The campaign around Proposition 187 was a bruising one, starkly dividing the state. The measure split Californians by age, education level and religious affiliation, according to exit poll interviews, as well as partisan lines. Republicans voted more than 3-to-1 in favor, Democrats 2-to-1 against. Whites were strongly supportive. Latinos were overwhelming opposed.

It was, in retrospect, a pivot point, an election that not only changed California but helped reshape politics nationwide. Proposition 187 was largely voided in the courts, but not before energizing the burgeoning ranks of Latino voters and badly damaging the image of the Republican Party, throughout California and across the country.

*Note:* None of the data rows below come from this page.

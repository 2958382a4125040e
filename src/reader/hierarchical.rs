//! # JSON Reader
//!
//! Reads custom entries from a JSON document where containment is structural:
//!
//! ```json
//! { "userSpecifiedSystems": [
//!     { "name": "Sheets", "entryGroups": [
//!         { "id": "finance", "entries": [
//!             { "linkedResource": "//sheets/q1", "displayName": "Q1", "type": "sheet" }
//!         ] }
//!     ] }
//! ] }
//! ```
//!
//! Missing mandatory keys fail with `Error::MissingKey`, naming where in the
//! document the key was expected. String values are trimmed, like CSV cells.
//!
//! An entry's type is read from `type`; `userSpecifiedType` is accepted in its
//! place, but giving both is rejected with `Error::ConflictingKeys`.
//!
//! A system may appear more than once, and so may a group id within a system.
//! Repeats are merged in first-seen order, so the result has one grouping per
//! system name and one entry group per id, as the CSV reader produces.

use crate::error::{Error, Result};
use crate::model::{EntryGroup, RawEntry, SystemGrouping};
use crate::reader::{group_by_first_seen, non_blank};
use log::info;
use serde::Deserialize;
use serde_json::Value;
use std::path::Path;

pub const SYSTEMS_FIELD: &str = "userSpecifiedSystems";
pub const SYSTEM_NAME_FIELD: &str = "name";
pub const ENTRY_GROUPS_FIELD: &str = "entryGroups";
pub const ENTRY_GROUP_ID_FIELD: &str = "id";
pub const ENTRIES_FIELD: &str = "entries";
pub const LINKED_RESOURCE_FIELD: &str = "linkedResource";
pub const DISPLAY_NAME_FIELD: &str = "displayName";
pub const USER_SPECIFIED_TYPE_FIELD: &str = "type";
pub const USER_SPECIFIED_TYPE_ALIAS: &str = "userSpecifiedType";

#[derive(Debug, Deserialize)]
#[serde(rename_all = "camelCase")]
struct Document {
    user_specified_systems: Option<Vec<SystemDocument>>,
}

#[derive(Debug, Deserialize)]
#[serde(rename_all = "camelCase")]
struct SystemDocument {
    name: Option<String>,
    entry_groups: Option<Vec<GroupDocument>>,
}

#[derive(Debug, Deserialize)]
struct GroupDocument {
    id: Option<String>,
    name: Option<String>,
    entries: Option<Vec<EntryDocument>>,
}

#[derive(Debug, Deserialize)]
#[serde(rename_all = "camelCase")]
struct EntryDocument {
    linked_resource: Option<String>,
    display_name: Option<String>,
    #[serde(rename = "type")]
    entry_type: Option<String>,
    user_specified_type: Option<String>,
    description: Option<Value>,
    created_at: Option<Value>,
    updated_at: Option<Value>,
}

fn required<T>(value: Option<T>, key: &str, location: &str) -> Result<T> {
    value.ok_or_else(|| Error::MissingKey {
        key: key.to_string(),
        location: location.to_string(),
    })
}

fn required_string(value: Option<String>, key: &str, location: &str) -> Result<String> {
    let value = required(value, key, location)?;
    non_blank(Some(&value)).ok_or_else(|| Error::MissingValue {
        field: key.to_string(),
        location: location.to_string(),
    })
}

/// Resolves `type` against its `userSpecifiedType` spelling.
fn entry_type(entry_type: Option<String>, alias: Option<String>, location: &str) -> Result<String> {
    match (entry_type, alias) {
        (Some(_), Some(_)) => Err(Error::ConflictingKeys {
            keys: format!("'{}' and '{}'", USER_SPECIFIED_TYPE_FIELD, USER_SPECIFIED_TYPE_ALIAS),
            location: location.to_string(),
        }),
        (value, alias) => required_string(value.or(alias), USER_SPECIFIED_TYPE_FIELD, location),
    }
}

/// Only non-empty strings are copied; other JSON types are ignored.
fn optional_string(value: Option<Value>) -> Option<String> {
    non_blank(value.as_ref().and_then(Value::as_str))
}

/// Reader for the JSON input format.
pub struct JsonReader;

impl JsonReader {
    /// Reads custom entries from a JSON file.
    pub fn read_file(path: &Path) -> Result<Vec<SystemGrouping>> {
        info!("Reading the JSON file: {}", path.display());
        let content = std::fs::read_to_string(path)?;
        Self::read_str(&content)
    }

    /// Reads custom entries from a JSON string.
    pub fn read_str(content: &str) -> Result<Vec<SystemGrouping>> {
        let document: Document = serde_json::from_str(content)?;
        let systems = required(document.user_specified_systems, SYSTEMS_FIELD, "$")?;

        let systems = systems
            .into_iter()
            .enumerate()
            .map(|(index, system)| {
                make_system(system, &format!("{}[{}]", SYSTEMS_FIELD, index))
            })
            .collect::<Result<Vec<_>>>()?;

        Ok(merge_repeats(systems))
    }
}

/// Merges systems sharing a name, then groups sharing an id within a system.
fn merge_repeats(systems: Vec<SystemGrouping>) -> Vec<SystemGrouping> {
    group_by_first_seen(systems, |system| system.system_name.as_str())
        .into_iter()
        .map(|(system_name, parts)| {
            let groups = parts.into_iter().flat_map(|system| system.groups);
            let groups = group_by_first_seen(groups, |group| group.id.as_str())
                .into_iter()
                .map(|(id, parts)| merge_groups(id, parts))
                .collect();

            SystemGrouping {
                system_name,
                groups,
            }
        })
        .collect()
}

fn merge_groups(id: String, parts: Vec<EntryGroup>) -> EntryGroup {
    let mut merged = EntryGroup {
        id,
        name: None,
        entries: Vec::new(),
    };
    for part in parts {
        if merged.name.is_none() {
            merged.name = part.name;
        }
        merged.entries.extend(part.entries);
    }
    merged
}

fn make_system(system: SystemDocument, location: &str) -> Result<SystemGrouping> {
    let system_name = required_string(system.name, SYSTEM_NAME_FIELD, location)?;
    let groups = required(system.entry_groups, ENTRY_GROUPS_FIELD, location)?;

    let groups = groups
        .into_iter()
        .enumerate()
        .map(|(index, group)| {
            let location = format!("{}.{}[{}]", location, ENTRY_GROUPS_FIELD, index);
            make_group(group, &system_name, &location)
        })
        .collect::<Result<Vec<_>>>()?;

    Ok(SystemGrouping {
        system_name,
        groups,
    })
}

fn make_group(group: GroupDocument, system_name: &str, location: &str) -> Result<EntryGroup> {
    let entries = required(group.entries, ENTRIES_FIELD, location)?;

    let entries = entries
        .into_iter()
        .enumerate()
        .map(|(index, entry)| {
            let location = format!("{}.{}[{}]", location, ENTRIES_FIELD, index);
            make_entry(entry, system_name, &location)
        })
        .collect::<Result<Vec<_>>>()?;

    Ok(EntryGroup {
        id: group.id.map(|id| id.trim().to_string()).unwrap_or_default(),
        name: non_blank(group.name.as_deref()),
        entries,
    })
}

fn make_entry(entry: EntryDocument, system_name: &str, location: &str) -> Result<RawEntry> {
    Ok(RawEntry {
        linked_resource: required_string(entry.linked_resource, LINKED_RESOURCE_FIELD, location)?,
        display_name: required_string(entry.display_name, DISPLAY_NAME_FIELD, location)?,
        user_specified_type: entry_type(entry.entry_type, entry.user_specified_type, location)?,
        user_specified_system: system_name.to_string(),
        description: optional_string(entry.description),
        created_at: optional_string(entry.created_at),
        updated_at: optional_string(entry.updated_at),
    })
}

The practical results can be seen here in Sacramento, where Latinos have nearly doubled their numbers in the state Legislature.

More substantively, Gov. Jerry Brown has just signed into law a suite of measures -- expanding access to drivers’ licenses for immigrants in California illegally, criminalizing threats of deportation to intimidate employees, frustrating efforts to deputize local police as federal immigration officers -- that elicited scarcely a peep outside a dwindling band of hard-liners.

The silence speaks loudly.

For much of its history, California was a Republican bastion, producing both electoral votes and national leaders such as Hiram Johnson and Earl Warren, who ensured, along with Presidents Nixon and Reagan, that the Grand Old Party was inextricably linked to the great Golden State.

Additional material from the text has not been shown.